● Prompt
Write out exactly what each line says, starting with the first line below and ending on the one with "fn default() ->".
━━━━━ Materials provided
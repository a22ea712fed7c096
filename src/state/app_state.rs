// ============================================================================
// APP STATE - the process-wide stores, created once at startup
// ============================================================================

use std::rc::Rc;

use crate::config::CONFIG;
use crate::events::EventBus;
use crate::router::Router;
use crate::services::ApiClient;
use crate::state::{SessionState, UiState};
use crate::utils::storage::{DurableStorage, TabStorage};

/// Cheap to clone; every field shares its underlying store
#[derive(Clone)]
pub struct AppState {
    pub session: SessionState,
    pub ui: UiState,
    pub bus: EventBus,
    pub api: ApiClient,
    pub router: Router,
}

impl AppState {
    /// Session in tab storage, UI preferences in durable storage
    pub fn new() -> Self {
        let session = SessionState::new(Rc::new(TabStorage), &CONFIG.auth_storage_key());
        let ui = UiState::load(Rc::new(DurableStorage), &CONFIG.ui_storage_key());
        let api = ApiClient::new(session.clone());
        Self {
            session,
            ui,
            bus: EventBus::new(),
            api,
            router: Router::new(),
        }
    }
}

impl Default for AppState {
    fn default() -> Self {
        Self::new()
    }
}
━━━━━━━━━━
● Solved problem
repository a22ea712fed7c096
filename src/state/app_state.rs
// ============================================================================
// APP STATE - the process-wide stores, created once at startup
// ============================================================================

use std::rc::Rc;

use crate::config::CONFIG;
use crate::events::EventBus;
use crate::router::Router;
use crate::services::ApiClient;
use crate::state::{SessionState, UiState};
use crate::utils::storage::{DurableStorage, TabStorage};

/// Cheap to clone; every field shares its underlying store
#[derive(Clone)]
pub struct AppState {
    pub session: SessionState,
    pub ui: UiState,
    pub bus: EventBus,
    pub api: ApiClient,
    pub router: Router,
}

impl AppState {
    /// Session in tab storage, UI preferences in durable storage
    pub fn new() -> Self {
        let session = SessionState::new(Rc::new(TabStorage), &CONFIG.auth_storage_key());
        let ui = UiState::load(Rc::new(DurableStorage), &CONFIG.ui_storage_key());
        let api = ApiClient::new(session.clone());
        Self {
            session,
            ui,
            bus: EventBus::new(),
            api,
            router: Router::new(),
        }
    }
}

impl Default for AppState {
    fn default() -> Self {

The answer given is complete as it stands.